Paul Würtz Paul Würtz - 4 months ago 23
Python Question

Python read non-ascii text file

I am trying to load a text file, which contains some German letters with

content=open("file.txt","r").read()


which results in this error message

UnicodeDecodeError: 'ascii' codec can't decode byte 0xc3 in position 26: ordinal not in range(128)


if I modify the file to contain only ASCII characters everything works as expected.

Apperently using

content=open("file.txt","rb").read()


or

content=open("file.txt","r",encoding="utf-8").read()


both do the job.

Why is it possible to read with "binary" mode and get the same result as with utf-8 encoding?

Answer

ASCII is limited to characters in the range of [0,128). If you try to decode a byte that is outside that range, one gets that error.

When you read the string in as bytes, you're "widening" the acceptable range of character to [0,256). So your \0xc3 character à is now read in without error.
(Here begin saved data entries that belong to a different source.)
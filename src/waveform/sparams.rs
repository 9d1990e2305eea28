//! S-parameter sets and Touchstone parsing.
//!
//! Magnitudes are linear, phases radians, frequencies Hz.

use super::SparseWaveform;
use crate::error::{Result, ResultExt, ScopeError};
use std::collections::BTreeMap;
use std::f64::consts::PI;
use std::path::Path;

#[derive(Debug, Clone, Copy, PartialEq)]
pub struct SParameterPoint {
    pub frequency: f64,
    pub magnitude: f64,
    pub phase: f64,
}

/// Wrap an angle difference into `(-π, π]`
fn wrap_pi(mut d: f64) -> f64 {
    while d > PI {
        d -= 2.0 * PI;
    }
    while d <= -PI {
        d += 2.0 * PI;
    }
    d
}

/// One port pair over frequency, ordered by frequency
#[derive(Debug, Clone, Default, PartialEq)]
pub struct SParameterVector {
    pub points: Vec<SParameterPoint>,
}

impl SParameterVector {
    pub fn len(&self) -> usize {
        self.points.len()
    }

    pub fn is_empty(&self) -> bool {
        self.points.is_empty()
    }

    /// Index `i` such that `points[i].frequency <= f < points[i + 1].frequency`
    fn bracket(&self, f: f64) -> Option<(usize, f64)> {
        let n = self.points.len();
        if n < 2 || f <= self.points[0].frequency || f >= self.points[n - 1].frequency {
            return None;
        }
        let hi = self.points.partition_point(|p| p.frequency <= f);
        let lo = hi - 1;
        let (a, b) = (&self.points[lo], &self.points[hi]);
        Some((lo, (f - a.frequency) / (b.frequency - a.frequency)))
    }

    fn clamped(&self, f: f64) -> Option<&SParameterPoint> {
        let first = self.points.first()?;
        let last = self.points.last()?;
        Some(if f <= first.frequency { first } else { last })
    }

    /// Linearly interpolated magnitude; clamps outside the measured range
    pub fn interpolate_magnitude(&self, f: f64) -> f64 {
        match self.bracket(f) {
            Some((lo, frac)) => {
                let (a, b) = (self.points[lo].magnitude, self.points[lo + 1].magnitude);
                a + (b - a) * frac
            }
            None => self.clamped(f).map(|p| p.magnitude).unwrap_or(0.0),
        }
    }

    /// Interpolated phase along the shortest arc between neighbours
    pub fn interpolate_angle(&self, f: f64) -> f64 {
        match self.bracket(f) {
            Some((lo, frac)) => {
                let a = self.points[lo].phase;
                let d = wrap_pi(self.points[lo + 1].phase - a);
                a + d * frac
            }
            None => self.clamped(f).map(|p| p.phase).unwrap_or(0.0),
        }
    }

    pub fn interpolate(&self, f: f64) -> SParameterPoint {
        SParameterPoint {
            frequency: f,
            magnitude: self.interpolate_magnitude(f),
            phase: self.interpolate_angle(f),
        }
    }

    /// Group delay in seconds between bins `k` and `k + 1`
    pub fn group_delay(&self, k: usize) -> Option<f64> {
        let a = self.points.get(k)?;
        let b = self.points.get(k + 1)?;
        let df = b.frequency - a.frequency;
        if df == 0.0 {
            return None;
        }
        let dphi = wrap_pi(b.phase - a.phase);
        Some(-dphi / df / (2.0 * PI))
    }

    /// Magnitude (dB) and angle (degrees) as sparse waveforms over frequency
    pub fn to_waveforms(&self) -> (SparseWaveform<f32>, SparseWaveform<f32>) {
        let mut mag = SparseWaveform::new(1);
        let mut ang = SparseWaveform::new(1);
        let n = self.points.len();
        for (i, p) in self.points.iter().enumerate() {
            let offset = p.frequency.round() as i64;
            let next = if i + 1 < n {
                self.points[i + 1].frequency.round() as i64
            } else if i > 0 {
                offset + (offset - self.points[i - 1].frequency.round() as i64)
            } else {
                offset + 1
            };
            let duration = (next - offset).max(1);
            let db = 20.0 * p.magnitude.max(f64::MIN_POSITIVE).log10();
            mag.push(offset, duration, db as f32);
            ang.push(offset, duration, p.phase.to_degrees() as f32);
        }
        (mag, ang)
    }
}

/// Full S-parameter matrix keyed by `(to, from)`, 1-indexed
#[derive(Debug, Clone, Default, PartialEq)]
pub struct SParameters {
    nports: usize,
    params: BTreeMap<(usize, usize), SParameterVector>,
}

impl SParameters {
    pub fn new(nports: usize) -> Self {
        let mut params = BTreeMap::new();
        for to in 1..=nports {
            for from in 1..=nports {
                params.insert((to, from), SParameterVector::default());
            }
        }
        Self { nports, params }
    }

    pub fn port_count(&self) -> usize {
        self.nports
    }

    pub fn get(&self, to: usize, from: usize) -> Option<&SParameterVector> {
        self.params.get(&(to, from))
    }

    pub fn get_mut(&mut self, to: usize, from: usize) -> Option<&mut SParameterVector> {
        self.params.get_mut(&(to, from))
    }

    pub fn insert(&mut self, to: usize, from: usize, vec: SParameterVector) {
        self.nports = self.nports.max(to).max(from);
        self.params.insert((to, from), vec);
    }

    pub fn iter(&self) -> impl Iterator<Item = (&(usize, usize), &SParameterVector)> {
        self.params.iter()
    }

    pub fn frequency_count(&self) -> usize {
        self.params.values().map(SParameterVector::len).max().unwrap_or(0)
    }

    /// Parse Touchstone text for an `nports`-port network
    pub fn parse_touchstone(text: &str, nports: usize) -> Result<Self> {
        if nports == 0 {
            return Err(ScopeError::Parse("Touchstone port count must be positive".to_string()));
        }
        let mut options = TouchstoneOptions::default();
        let mut values: Vec<f64> = Vec::new();

        for (lineno, raw) in text.lines().enumerate() {
            let line = raw.split('!').next().unwrap_or("").trim();
            if line.is_empty() {
                continue;
            }
            if let Some(opts) = line.strip_prefix('#') {
                options = TouchstoneOptions::parse(opts)?;
                continue;
            }
            if line.starts_with('[') {
                // Version 2 keywords are not interpreted
                continue;
            }
            for tok in line.split_whitespace() {
                let v: f64 = tok.parse().map_err(|_| {
                    ScopeError::Parse(format!("line {}: bad number '{}'", lineno + 1, tok))
                })?;
                values.push(v);
            }
        }

        let per_record = 1 + 2 * nports * nports;
        if values.len() % per_record != 0 {
            return Err(ScopeError::Parse(format!(
                "{} values is not a whole number of {}-value records",
                values.len(),
                per_record
            )));
        }

        let mut out = Self::new(nports);
        for record in values.chunks_exact(per_record) {
            let frequency = record[0] * options.freq_scale;
            for k in 0..nports * nports {
                // Two-port files list S11 S21 S12 S22; larger ones are row-major
                let (to, from) = if nports == 2 {
                    (k % 2 + 1, k / 2 + 1)
                } else {
                    (k / nports + 1, k % nports + 1)
                };
                let (a, b) = (record[1 + 2 * k], record[2 + 2 * k]);
                let (magnitude, phase) = options.format.to_mag_phase(a, b);
                if let Some(vec) = out.get_mut(to, from) {
                    vec.points.push(SParameterPoint {
                        frequency,
                        magnitude,
                        phase,
                    });
                }
            }
        }
        tracing::debug!(
            "Parsed Touchstone: {} ports, {} points, z0={}",
            nports,
            out.frequency_count(),
            options.z0
        );
        Ok(out)
    }

    /// Load a `.sNp` file; the port count comes from the extension
    pub fn load_touchstone(path: impl AsRef<Path>) -> Result<Self> {
        let path = path.as_ref();
        let nports = touchstone_port_count(path).ok_or_else(|| {
            ScopeError::Parse(format!("{:?} does not have a .sNp extension", path))
        })?;
        let text = std::fs::read_to_string(path)?;
        Self::parse_touchstone(&text, nports).with_context(|| format!("Loading {:?}", path))
    }
}

/// Port count from a `.sNp` extension
pub fn touchstone_port_count(path: &Path) -> Option<usize> {
    let ext = path.extension()?.to_str()?.to_ascii_lowercase();
    let digits = ext.strip_prefix('s')?.strip_suffix('p')?;
    digits.parse().ok().filter(|&n| n > 0)
}

#[derive(Debug, Clone, Copy, PartialEq, Eq)]
enum DataFormat {
    MagnitudeAngle,
    DbAngle,
    RealImaginary,
}

impl DataFormat {
    fn to_mag_phase(self, a: f64, b: f64) -> (f64, f64) {
        match self {
            DataFormat::MagnitudeAngle => (a, b.to_radians()),
            DataFormat::DbAngle => (10f64.powf(a / 20.0), b.to_radians()),
            DataFormat::RealImaginary => (a.hypot(b), b.atan2(a)),
        }
    }
}

#[derive(Debug, Clone, Copy)]
struct TouchstoneOptions {
    freq_scale: f64,
    format: DataFormat,
    z0: f64,
}

impl Default for TouchstoneOptions {
    fn default() -> Self {
        Self {
            freq_scale: 1e9,
            format: DataFormat::MagnitudeAngle,
            z0: 50.0,
        }
    }
}

impl TouchstoneOptions {
    fn parse(text: &str) -> Result<Self> {
        let mut opts = Self::default();
        let mut tokens = text.split_whitespace().map(|t| t.to_ascii_uppercase());
        while let Some(tok) = tokens.next() {
            match tok.as_str() {
                "HZ" => opts.freq_scale = 1.0,
                "KHZ" => opts.freq_scale = 1e3,
                "MHZ" => opts.freq_scale = 1e6,
                "GHZ" => opts.freq_scale = 1e9,
                "MA" => opts.format = DataFormat::MagnitudeAngle,
                "DB" => opts.format = DataFormat::DbAngle,
                "RI" => opts.format = DataFormat::RealImaginary,
                "S" => {}
                "Y" | "Z" | "H" | "G" => {
                    return Err(ScopeError::Parse(format!(
                        "{}-parameter Touchstone files are not supported",
                        tok
                    )))
                }
                "R" => {
                    let z = tokens
                        .next()
                        .ok_or_else(|| ScopeError::Parse("R without impedance".to_string()))?;
                    opts.z0 = z
                        .parse()
                        .map_err(|_| ScopeError::Parse(format!("bad reference impedance '{}'", z)))?;
                }
                other => {
                    return Err(ScopeError::Parse(format!("unknown option '{}'", other)));
                }
            }
        }
        Ok(opts)
    }
}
But despite it seeming to work, it's still not "correct".

If your strings are indeed unicode encoded, then the possibility exists that one will contain a multibyte character, that is, a character whose byte representation actually spans multiple bytes.

It is in this case where the difference between reading a file as a byte string and properly decoding it will be quite apparent.

A character like this: č

Will be read in as two bytes, but properly decoded, will be one character:

bytes = bytes('č', encoding='utf-8')

print(len(bytes))                   # 2
print(len(bytes.decode('utf-8')))   # 1